_Problem description_.
The lines needed are those below that contain the word "RawToken"; copy each one.

_Data records_.
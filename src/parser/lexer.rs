//! Logos-based lexer for the view-DDL dialect.
//!
//! Fast tokenization using the logos crate. Dotted identifier chains
//! (`t.amount`, `abap.dats`) lex as a single token, mirroring how the
//! dialect treats qualified names; a `.` that follows a bracketed filter
//! segment lexes as its own sign token instead.

use logos::Logos;
use smol_str::SmolStr;

use crate::base::dialect;

use super::token::{Token, TokenKind};

/// Raw logos token enum - mapped to [`TokenKind`] after keyword lookup.
#[derive(Logos, Debug, Clone, Copy, PartialEq, Eq)]
enum RawToken {
    #[regex(r"[ \t\r\n\f]+")]
    Whitespace,

    #[regex(r"--[^\n]*")]
    LineComment,

    #[regex(r"//[^\n]*")]
    SlashComment,

    #[regex(r"/\*([^*]|\*[^/])*\*/")]
    BlockComment,

    /// Identifier or keyword, possibly a dotted chain.
    #[regex(r"[A-Za-z_$][A-Za-z0-9_$]*(\.[A-Za-z_$][A-Za-z0-9_$]*)*")]
    Word,

    #[regex(r"'[^']*'")]
    StringLiteral,

    #[regex(r"[0-9]+(\.[0-9]+)?")]
    NumberLiteral,

    /// Enumeration value in an annotation, e.g. `#NOT_REQUIRED`.
    #[regex(r"#[A-Za-z_][A-Za-z0-9_]*")]
    EnumLiteral,

    /// Any single punctuation character. The analyzer only ever needs
    /// single-character signs, so multi-character operators split here.
    #[regex(r"[(){}\[\],;:.@=<>+\-*/!?%|&^~]")]
    Sign,
}

/// Tokenize a source text into code and comment tokens.
///
/// Whitespace is dropped; every other token carries its 1-based line and
/// column. Characters the lexer cannot classify are emitted as signs so
/// that tokenization is total.
pub fn tokenize(input: &str) -> Vec<Token> {
    let line_starts = line_starts(input);
    let mut tokens = Vec::new();
    let mut lexer = RawToken::lexer(input);

    while let Some(raw) = lexer.next() {
        let text = lexer.slice();
        let span = lexer.span();
        let (line, col) = line_col(&line_starts, span.start);

        let kind = match raw {
            Ok(RawToken::Whitespace) => continue,
            Ok(RawToken::LineComment | RawToken::SlashComment | RawToken::BlockComment) => {
                TokenKind::Comment
            }
            Ok(RawToken::Word) => {
                if dialect::is_keyword(text) {
                    TokenKind::Keyword
                } else {
                    TokenKind::Identifier
                }
            }
            Ok(RawToken::StringLiteral | RawToken::NumberLiteral | RawToken::EnumLiteral) => {
                TokenKind::Literal
            }
            Ok(RawToken::Sign) => TokenKind::Sign,
            // unrecognized character: keep it as a sign so lexing is total
            Err(()) => TokenKind::Sign,
        };

        tokens.push(Token {
            kind,
            text: SmolStr::new(text),
            line,
            col,
        });
    }

    tokens
}

fn line_starts(input: &str) -> Vec<usize> {
    let mut starts = vec![0];
    for (i, b) in input.bytes().enumerate() {
        if b == b'\n' {
            starts.push(i + 1);
        }
    }
    starts
}

fn line_col(line_starts: &[usize], offset: usize) -> (u32, u32) {
    let line = line_starts.partition_point(|&s| s <= offset) - 1;
    let col = offset - line_starts[line];
    (line as u32 + 1, col as u32 + 1)
}

#[cfg(test)]
mod tests {
    use super::*;

    fn texts(input: &str) -> Vec<String> {
        tokenize(input).iter().map(|t| t.text.to_string()).collect()
    }

    #[test]
    fn test_dotted_identifier_is_one_token() {
        assert_eq!(texts("t.amount as Amount"), vec!["t.amount", "as", "Amount"]);
    }

    #[test]
    fn test_keyword_classification() {
        let toks = tokenize("select from zpartner");
        assert_eq!(toks[0].kind, TokenKind::Keyword);
        assert_eq!(toks[1].kind, TokenKind::Keyword);
        assert_eq!(toks[2].kind, TokenKind::Identifier);
    }

    #[test]
    fn test_literals_and_signs() {
        let toks = tokenize("@Anno.path: 'Value' [0..1] #FLAG");
        let kinds: Vec<TokenKind> = toks.iter().map(|t| t.kind).collect();
        assert_eq!(
            kinds,
            vec![
                TokenKind::Sign,       // @
                TokenKind::Identifier, // Anno.path
                TokenKind::Sign,       // :
                TokenKind::Literal,    // 'Value'
                TokenKind::Sign,       // [
                TokenKind::Literal,    // 0
                TokenKind::Sign,       // .
                TokenKind::Sign,       // .
                TokenKind::Literal,    // 1
                TokenKind::Sign,       // ]
                TokenKind::Literal,    // #FLAG
            ]
        );
    }

    #[test]
    fn test_comments_are_kept() {
        let toks = tokenize("-- header\nkey id");
        assert_eq!(toks[0].kind, TokenKind::Comment);
        assert_eq!(toks[0].line, 1);
        assert_eq!(toks[1].text, "key");
        assert_eq!(toks[1].line, 2);
    }

    #[test]
    fn test_line_and_column_metrics() {
        let toks = tokenize("a\n  bb");
        assert_eq!((toks[0].line, toks[0].col), (1, 1));
        assert_eq!((toks[1].line, toks[1].col), (2, 3));
    }
}
/// True when a new clause begins at `index` on group level zero.
fn is_clause_start(tokens: &[Token], index: usize) -> bool {
    let t = &tokens[index];
    t.text_equals_any(&["{", "}", "@"])
        || t.is_any_keyword(&[
            "DEFINE",
            "EXTEND",
            "WITH",
            "ASSOCIATION",
            "WHERE",
            "GROUP",
            "HAVING",
        ])
        || t.is_any_keyword(JOIN_STARTERS)
        || t.is_any_keyword(UNION_STARTERS)
        || starts_from_clause(tokens, index)
}

/// Scan forward to the next clause boundary on group level zero.
fn clause_end(tokens: &[Token], mut index: usize) -> usize {
    let mut depth: u32 = 0;
    while index < tokens.len() {
        let t = &tokens[index];
        // select-list braces are clause boundaries, not nested groups here
        if depth == 0 && is_clause_start(tokens, index) {
            return index;
        }
        if t.opens_group() {
            depth += 1;
        } else if t.closes_group() {
            if depth == 0 {
                return index; // stray closer belongs to the enclosing context
            }
            depth -= 1;
        }
        index += 1;
    }
    index
}

/// End of an annotation command: `@` path [`:` value].
fn annotation_end(tokens: &[Token], start: usize) -> usize {
    let n = tokens.len();
    let mut i = start + 1;
    if i < n && matches!(tokens[i].kind, TokenKind::Identifier | TokenKind::Keyword) {
        i += 1;
    }
    if i < n && tokens[i].text_equals(":") {
        i += 1;
        i = annotation_value_end(tokens, i);
    }
    i
}

/// End of one annotation value: a literal, an identifier, or a balanced
/// `{...}` / `[...]` group.
fn annotation_value_end(tokens: &[Token], i: usize) -> usize {
    if i >= tokens.len() {
        return i;
    }
    let t = &tokens[i];
    if t.opens_group() {
        skip_group(tokens, i)
    } else if t.is_literal() || t.is_identifier() {
        i + 1
    } else {
        // malformed; the scope collector reports it
        i
    }
}

/// Index just past the closer matching the opener at `open`.
fn skip_group(tokens: &[Token], open: usize) -> usize {
    let mut depth = 0u32;
    let mut i = open;
    while i < tokens.len() {
        if tokens[i].opens_group() {
            depth += 1;
        } else if tokens[i].closes_group() {
            depth -= 1;
            if depth == 0 {
                return i + 1;
            }
        }
        i += 1;
    }
    i
}

/// Carve parameter declarations until the next clause begins.
fn carve_parameters(tokens: &[Token], mut i: usize, commands: &mut Vec<Command>) -> usize {
    let n = tokens.len();
    while i < n {
        if tokens[i].is_comment() {
            commands.push(Command::new(CommandKind::Comment, vec![tokens[i].clone()]));
            i += 1;
            continue;
        }
        if tokens[i].text_equals("@") {
            let end = annotation_end(tokens, i);
            commands.push(Command::new(CommandKind::Annotation, tokens[i..end].to_vec()));
            i = end;
            continue;
        }
        if is_clause_start(tokens, i) {
            return i;
        }
        // one parameter up to a level-zero comma
        let mut j = i;
        let mut depth = 0u32;
        while j < n {
            let t = &tokens[j];
            if t.opens_group() {
                depth += 1;
            } else if t.closes_group() {
                depth = depth.saturating_sub(1);
            } else if depth == 0 && (t.text_equals(",") || is_clause_start(tokens, j)) {
                break;
            }
            j += 1;
        }
        commands.push(Command::new(CommandKind::ParameterDecl, tokens[i..j].to_vec()));
        i = j;
        if i < n && tokens[i].text_equals(",") {
            i += 1;
        }
    }
    i
}

/// End of one select-list element: a level-zero `,` (consumed) or `}` (left).
fn element_end(tokens: &[Token], start: usize) -> (usize, usize) {
    let mut depth = 0u32;
    let mut i = start;
    while i < tokens.len() {
        let t = &tokens[i];
        if t.opens_group() {
            depth += 1;
        } else if t.text_equals("}") && depth == 0 {
            return (i, i);
        } else if t.closes_group() {
            depth = depth.saturating_sub(1);
        } else if depth == 0 && t.text_equals(",") {
            return (i, i + 1);
        }
        i += 1;
    }
    (i, i)
}

fn classify_entity_declaration(tokens: &[Token]) -> CommandKind {
    let view_pos = tokens.iter().position(|t| t.is_keyword("VIEW"));
    if let Some(view_pos) = view_pos {
        if let Some(next) = next_code_index(tokens, view_pos) {
            if tokens[next].is_keyword("ENTITY") {
                if let Some(name) = next_code_index(tokens, next) {
                    if tokens[name].is_identifier() {
                        return CommandKind::EntityDeclaration {
                            name,
                            is_view_entity: true,
                        };
                    }
                }
            } else if tokens[next].is_identifier() {
                return CommandKind::EntityDeclaration {
                    name: next,
                    is_view_entity: false,
                };
            }
        }
    }
    CommandKind::Other
}

fn classify_from_clause(tokens: &[Token]) -> CommandKind {
    if let Some(from_pos) = tokens.iter().position(|t| t.is_keyword("FROM")) {
        if let Some(source) = next_code_index(tokens, from_pos) {
            if tokens[source].is_identifier() {
                return CommandKind::FromClause { source };
            }
        }
    }
    CommandKind::Other
}

fn classify_join(tokens: &[Token]) -> CommandKind {
    if let Some(join_pos) = tokens.iter().position(|t| t.is_keyword("JOIN")) {
        if let Some(target) = next_code_index(tokens, join_pos) {
            if tokens[target].is_identifier() {
                return CommandKind::Join { target };
            }
        }
    }
    CommandKind::Other
}

fn classify_association(tokens: &[Token]) -> CommandKind {
    if let Some(to_pos) = tokens.iter().position(|t| t.is_keyword("TO")) {
        if let Some(target) = next_code_index(tokens, to_pos) {
            if tokens[target].is_identifier() {
                return CommandKind::Association { target };
            }
        }
    }
    CommandKind::Other
}

/// Strip surrounding single quotes from a literal value.
pub(crate) fn unquote(text: &str) -> SmolStr {
    let stripped = text
        .strip_prefix('\'')
        .and_then(|t| t.strip_suffix('\''))
        .unwrap_or(text);
    SmolStr::new(stripped)
}
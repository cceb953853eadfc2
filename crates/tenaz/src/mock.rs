//! Mock Session
//!
//! An in-memory, scriptable [`Session`] for tests. It holds a small node tree
//! and lets a test make nodes go stale (detach, re-render, injected
//! staleness) or change over time (scheduled mutations applied the next time
//! the session is touched after their due time), without threads.
//!
//! Query support:
//!
//! | Query | Matches |
//! |---|---|
//! | id, name, class name, tag name | attributes / tag |
//! | mobile id | `resource-id` attribute |
//! | accessibility id | `content-desc` attribute |
//! | css | `#id`, `.class`, `tag`, or a registered alias |
//! | xpath | `..`, `parent::t`, `./t`, `.//t`, `following-sibling::t[1]`, `//t`, or a registered alias |
//! | uiautomator | registered alias |

use std::cell::{RefCell, RefMut};
use std::collections::{BTreeMap, HashMap};
use std::time::{Duration, Instant};
use uuid::Uuid;

use crate::result::{TenazError, TenazResult};
use crate::session::{NodeRef, Session};
use crate::strategy::DriverQuery;

const REF_PREFIX: &str = "mock-";

/// Blueprint of a mock node
#[derive(Debug, Clone, Default, PartialEq, Eq)]
pub struct MockNode {
    tag: String,
    attributes: BTreeMap<String, String>,
    text: String,
    hidden: bool,
    selected: bool,
    aliases: Vec<DriverQuery>,
}
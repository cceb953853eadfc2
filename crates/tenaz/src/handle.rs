//! Element handles and their ancestor chains.
//!
//! Every handle the finder returns remembers the chain of queries that
//! produced it, root first. That chain is what [`crate::PathReconstructor`]
//! replays when the underlying node goes stale.

use std::fmt;

use crate::session::NodeRef;
use crate::strategy::{DriverQuery, Strategy};

/// One hop of an ancestor chain
#[derive(Debug, Clone, PartialEq, Eq)]
pub struct ChainStep {
    /// Query issued at this hop, relative to the previous hop's node
    pub query: DriverQuery,
    /// Index among the query's matches, when the hop came from a
    /// multi-element lookup. `None` means the visible-first pick.
    pub position: Option<usize>,
}

impl ChainStep {
    /// A hop resolved by the visible-first pick
    #[must_use]
    pub const fn new(query: DriverQuery) -> Self {
        Self {
            query,
            position: None,
        }
    }

    /// A hop pinned to the n-th match
    #[must_use]
    pub const fn at(query: DriverQuery, position: usize) -> Self {
        Self {
            query,
            position: Some(position),
        }
    }
}

/// Ordered queries from the session root down to an element
#[derive(Debug, Clone, Default, PartialEq, Eq)]
pub struct AncestorChain {
    steps: Vec<ChainStep>,
}

impl AncestorChain {
    /// Empty chain
    #[must_use]
    pub const fn new() -> Self {
        Self { steps: Vec::new() }
    }

    /// Chain with explicit steps
    #[must_use]
    pub fn from_steps(steps: Vec<ChainStep>) -> Self {
        Self { steps }
    }

    /// Copy of this chain extended by one hop
    #[must_use]
    pub fn child(&self, step: ChainStep) -> Self {
        let mut steps = self.steps.clone();
        steps.push(step);
        Self { steps }
    }

    /// Append a hop in place
    pub fn push(&mut self, step: ChainStep) {
        self.steps.push(step);
    }

    /// Hops, root first
    #[must_use]
    pub fn steps(&self) -> &[ChainStep] {
        &self.steps
    }

    /// Number of hops
    #[must_use]
    pub fn len(&self) -> usize {
        self.steps.len()
    }

    /// True when nothing about the element's origin is recorded
    #[must_use]
    pub fn is_empty(&self) -> bool {
        self.steps.is_empty()
    }

    /// Driver-style nested description, e.g.
    /// `[[[session] -> id: list] -> tag name: li]`
    #[must_use]
    pub fn to_description(&self, root_label: &str) -> String {
        self.steps
            .iter()
            .fold(format!("[{root_label}]"), |inner, step| {
                format!("[{inner} -> {}]", step.query)
            })
    }

    /// Decode a driver debug description back into a chain.
    ///
    /// The description is split on ` -> `; the first segment names the
    /// session and is dropped. Each remaining segment is `strategy: value`
    /// wrapped in brackets. Trimming the wrapping brackets also eats closing
    /// brackets that belong to the selector (`//li[1]]`), so closing brackets
    /// are re-added until they balance the opening ones.
    ///
    /// Selectors containing ` -> ` cannot be decoded this way.
    pub fn from_description(description: &str) -> Result<Self, String> {
        let mut segments = description.split(" -> ");
        if segments.next().is_none() {
            return Err("empty description".to_string());
        }

        let mut steps = Vec::new();
        for segment in segments {
            let trimmed = segment
                .trim()
                .trim_start_matches('[')
                .trim_end_matches(']');
            let (strategy, value) = trimmed
                .split_once(": ")
                .ok_or_else(|| format!("malformed segment {segment:?}"))?;
            let strategy = Strategy::parse(strategy.trim()).map_err(|e| e.to_string())?;

            let mut value = value.to_string();
            let opening = value.matches('[').count();
            let closing = value.matches(']').count();
            for _ in closing..opening {
                value.push(']');
            }

            let query = crate::strategy::LocatorSpec::of(strategy, value)
                .to_query()
                .map_err(|e| e.to_string())?;
            steps.push(ChainStep::new(query));
        }

        if steps.is_empty() {
            return Err(format!("no locator steps in {description:?}"));
        }
        Ok(Self { steps })
    }
}

impl fmt::Display for AncestorChain {
    fn fmt(&self, f: &mut fmt::Formatter<'_>) -> fmt::Result {
        for (i, step) in self.steps.iter().enumerate() {
            if i > 0 {
                f.write_str(" -> ")?;
            }
            write!(f, "{}", step.query)?;
            if let Some(position) = step.position {
                write!(f, " [{position}]")?;
            }
        }
        Ok(())
    }
}

/// A reference to a live node plus the chain that found it
#[derive(Debug, Clone, PartialEq, Eq)]
pub struct ElementHandle {
    node: NodeRef,
    chain: AncestorChain,
}

impl ElementHandle {
    /// Create a handle
    #[must_use]
    pub const fn new(node: NodeRef, chain: AncestorChain) -> Self {
        Self { node, chain }
    }

    /// Handle obtained outside the finder. Recovery falls back to the
    /// session's own description of the node.
    #[must_use]
    pub const fn detached(node: NodeRef) -> Self {
        Self {
            node,
            chain: AncestorChain::new(),
        }
    }

    /// Underlying node
    #[must_use]
    pub const fn node(&self) -> &NodeRef {
        &self.node
    }

    /// Chain that produced the node
    #[must_use]
    pub const fn chain(&self) -> &AncestorChain {
        &self.chain
    }
}

impl fmt::Display for ElementHandle {
    fn fmt(&self, f: &mut fmt::Formatter<'_>) -> fmt::Result {
        if self.chain.is_empty() {
            write!(f, "<{}>", self.node)
        } else {
            write!(f, "{} <{}>", self.chain, self.node)
        }
    }
}
//! Element Repositories
//!
//! A repository is a per-page table mapping symbolic element names
//! (`"Login.Username"`) to a raw `[strategy, selector]` pair. Repositories are
//! ordinary trait objects selected by name through a [`RepositoryRegistry`];
//! the active one travels explicitly inside a [`crate::Context`].
//!
//! Strategies are kept as raw strings here. They are validated when a name is
//! resolved, so a bad entry surfaces as [`TenazError::InvalidLocator`] for the
//! element that carries it instead of poisoning the whole table.

use serde::{Deserialize, Serialize};
use std::collections::{BTreeMap, HashMap};
use std::fmt;
use std::path::Path;
use std::sync::Arc;

use crate::result::{TenazError, TenazResult};

/// One row of a repository table
#[derive(Debug, Clone, PartialEq, Eq, Serialize, Deserialize)]
pub struct RepositoryEntry {
    /// Symbolic element name
    pub name: String,
    /// Strategy name, not yet validated
    pub strategy: String,
    /// Selector value
    pub selector: String,
}

impl RepositoryEntry {
    /// Create a new entry
    #[must_use]
    pub fn new(
        name: impl Into<String>,
        strategy: impl Into<String>,
        selector: impl Into<String>,
    ) -> Self {
        Self {
            name: name.into(),
            strategy: strategy.into(),
            selector: selector.into(),
        }
    }
}

/// Source of symbolic element definitions for one page or screen.
///
/// # Example
///
/// ```ignore
/// #[derive(Debug)]
/// struct LoginPage;
///
/// impl ElementRepository for LoginPage {
///     fn name(&self) -> &str {
///         "Login"
///     }
///
///     fn get_all(&self) -> Vec<RepositoryEntry> {
///         vec![
///             RepositoryEntry::new("Login.Username", "id", "user"),
///             RepositoryEntry::new("Login.Submit", "css", "button[type='submit']"),
///         ]
///     }
/// }
/// ```
pub trait ElementRepository: fmt::Debug + Send + Sync {
    /// Repository name, used in diagnostics and for registry selection
    fn name(&self) -> &str;

    /// Every entry, in table order. Called on each resolution.
    fn get_all(&self) -> Vec<RepositoryEntry>;
}

/// A repository backed by an in-memory table
#[derive(Debug, Clone, Default)]
pub struct StaticRepository {
    name: String,
    entries: Vec<RepositoryEntry>,
}

impl StaticRepository {
    /// Create an empty repository
    #[must_use]
    pub fn new(name: impl Into<String>) -> Self {
        Self {
            name: name.into(),
            entries: Vec::new(),
        }
    }

    /// Add an entry
    pub fn add(
        &mut self,
        name: impl Into<String>,
        strategy: impl Into<String>,
        selector: impl Into<String>,
    ) {
        self.entries
            .push(RepositoryEntry::new(name, strategy, selector));
    }

    /// Number of entries
    #[must_use]
    pub fn len(&self) -> usize {
        self.entries.len()
    }

    /// Whether the table is empty
    #[must_use]
    pub fn is_empty(&self) -> bool {
        self.entries.is_empty()
    }

    /// Load a table of the form `Page.Element: [strategy, selector]` from YAML
    pub fn from_yaml_str(name: impl Into<String>, yaml: &str) -> TenazResult<Self> {
        let table: BTreeMap<String, (String, String)> = serde_yaml_ng::from_str(yaml)?;
        Ok(Self::from_table(name, table))
    }

    /// Load a table of the form `{"Page.Element": ["strategy", "selector"]}` from JSON
    pub fn from_json_str(name: impl Into<String>, json: &str) -> TenazResult<Self> {
        let table: BTreeMap<String, (String, String)> = serde_json::from_str(json)?;
        Ok(Self::from_table(name, table))
    }

    /// Load a table from a `.yaml`/`.yml` or `.json` file.
    ///
    /// The repository is named after the file stem.
    pub fn from_file(path: impl AsRef<Path>) -> TenazResult<Self> {
        let path = path.as_ref();
        let name = path
            .file_stem()
            .and_then(|s| s.to_str())
            .ok_or_else(|| TenazError::config(format!("bad repository path {}", path.display())))?
            .to_string();
        let content = std::fs::read_to_string(path)?;
        match path.extension().and_then(|e| e.to_str()) {
            Some("json") => Self::from_json_str(name, &content),
            Some("yaml" | "yml") => Self::from_yaml_str(name, &content),
            other => Err(TenazError::config(format!(
                "unsupported repository format {:?} for {}",
                other,
                path.display()
            ))),
        }
    }

    fn from_table(name: impl Into<String>, table: BTreeMap<String, (String, String)>) -> Self {
        Self {
            name: name.into(),
            entries: table
                .into_iter()
                .map(|(element, (strategy, selector))| {
                    RepositoryEntry::new(element, strategy, selector)
                })
                .collect(),
        }
    }
}

impl ElementRepository for StaticRepository {
    fn name(&self) -> &str {
        &self.name
    }

    fn get_all(&self) -> Vec<RepositoryEntry> {
        self.entries.clone()
    }
}

/// Builder for [`StaticRepository`]
#[derive(Debug, Clone, Default)]
pub struct RepositoryBuilder {
    repository: StaticRepository,
}

impl RepositoryBuilder {
    /// Start a repository with the given name
    #[must_use]
    pub fn new(name: impl Into<String>) -> Self {
        Self {
            repository: StaticRepository::new(name),
        }
    }

    /// Add an element definition
    #[must_use]
    pub fn with_element(
        mut self,
        name: impl Into<String>,
        strategy: impl Into<String>,
        selector: impl Into<String>,
    ) -> Self {
        self.repository.add(name, strategy, selector);
        self
    }

    /// Finish the repository
    #[must_use]
    pub fn build(self) -> StaticRepository {
        self.repository
    }
}

/// Named repositories, selectable at runtime
#[derive(Debug, Default)]
pub struct RepositoryRegistry {
    repositories: HashMap<String, Arc<dyn ElementRepository>>,
}

impl RepositoryRegistry {
    /// Create an empty registry
    #[must_use]
    pub fn new() -> Self {
        Self::default()
    }

    /// Register a repository under its own name
    pub fn register<R: ElementRepository + 'static>(&mut self, repository: R) {
        let _ = self
            .repositories
            .insert(repository.name().to_string(), Arc::new(repository));
    }

    /// Register an already shared repository
    pub fn register_shared(&mut self, repository: Arc<dyn ElementRepository>) {
        let _ = self
            .repositories
            .insert(repository.name().to_string(), repository);
    }

    /// Get a repository by name
    pub fn get(&self, name: &str) -> TenazResult<Arc<dyn ElementRepository>> {
        self.repositories
            .get(name)
            .cloned()
            .ok_or_else(|| TenazError::config(format!("no repository named {name:?}")))
    }

    /// Names of all registered repositories, sorted
    #[must_use]
    pub fn list(&self) -> Vec<&str> {
        let mut names: Vec<&str> = self.repositories.keys().map(String::as_str).collect();
        names.sort_unstable();
        names
    }

    /// Number of registered repositories
    #[must_use]
    pub fn count(&self) -> usize {
        self.repositories.len()
    }
}

#[cfg(test)]
#[allow(clippy::unwrap_used, clippy::expect_used)]
mod tests {
    use super::*;

    mod builder_tests {
        use super::*;

        #[test]
        fn test_builder_keeps_order() {
            let repo = RepositoryBuilder::new("Login")
                .with_element("Login.Username", "id", "user")
                .with_element("Login.Password", "name", "pass")
                .build();

            let entries = repo.get_all();
            assert_eq!(entries.len(), 2);
            assert_eq!(entries[0].name, "Login.Username");
            assert_eq!(entries[1].strategy, "name");
            assert_eq!(ElementRepository::name(&repo), "Login");
        }

        #[test]
        fn test_empty_repository() {
            let repo = StaticRepository::new("Empty");
            assert!(repo.is_empty());
            assert_eq!(repo.len(), 0);
        }
    }

    mod loading_tests {
        use super::*;
        use std::io::Write;

        #[test]
        fn test_from_yaml() {
            let yaml = "Login.Username: [id, user]\nLogin.Submit: [css, \"button[type='submit']\"]\n";
            let repo = StaticRepository::from_yaml_str("Login", yaml).unwrap();
            let entries = repo.get_all();
            assert_eq!(entries.len(), 2);
            let submit = entries.iter().find(|e| e.name == "Login.Submit").unwrap();
            assert_eq!(submit.strategy, "css");
            assert_eq!(submit.selector, "button[type='submit']");
        }

        #[test]
        fn test_from_json() {
            let json = r#"{"Cart.Items": ["xpath", "//li[@class='item']"]}"#;
            let repo = StaticRepository::from_json_str("Cart", json).unwrap();
            assert_eq!(repo.get_all()[0].selector, "//li[@class='item']");
        }

        #[test]
        fn test_pair_must_have_two_elements() {
            assert!(StaticRepository::from_yaml_str("Bad", "A.B: [id]\n").is_err());
        }

        #[test]
        fn test_from_file_uses_stem_as_name() {
            let dir = tempfile::tempdir().unwrap();
            let path = dir.path().join("Checkout.yaml");
            let mut file = std::fs::File::create(&path).unwrap();
            writeln!(file, "Checkout.Pay: [id, pay]").unwrap();

            let repo = StaticRepository::from_file(&path).unwrap();
            assert_eq!(ElementRepository::name(&repo), "Checkout");
            assert_eq!(repo.len(), 1);
        }

        #[test]
        fn test_from_file_rejects_unknown_extension() {
            let dir = tempfile::tempdir().unwrap();
            let path = dir.path().join("Checkout.toml");
            std::fs::write(&path, "x").unwrap();
            let err = StaticRepository::from_file(&path).unwrap_err();
            assert!(matches!(err, TenazError::Config { .. }));
        }
    }

    mod registry_tests {
        use super::*;

        #[test]
        fn test_register_and_get() {
            let mut registry = RepositoryRegistry::new();
            registry.register(StaticRepository::new("Login"));
            registry.register(StaticRepository::new("Cart"));

            assert_eq!(registry.count(), 2);
            assert_eq!(registry.list(), vec!["Cart", "Login"]);
            assert_eq!(registry.get("Cart").unwrap().name(), "Cart");
        }

        #[test]
        fn test_unknown_repository() {
            let registry = RepositoryRegistry::new();
            let err = registry.get("Missing").unwrap_err();
            assert!(err.to_string().contains("Missing"));
        }
    }
}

_Solution for this problem_.
enum RawToken {
    let mut lexer = RawToken::lexer(input);
            Ok(RawToken::Whitespace) => continue,
            Ok(RawToken::LineComment | RawToken::SlashComment | RawToken::BlockComment) => {
            Ok(RawToken::Word) => {
            Ok(RawToken::StringLiteral | RawToken::NumberLiteral | RawToken::EnumLiteral) => {
            Ok(RawToken::Sign) => TokenKind::Sign,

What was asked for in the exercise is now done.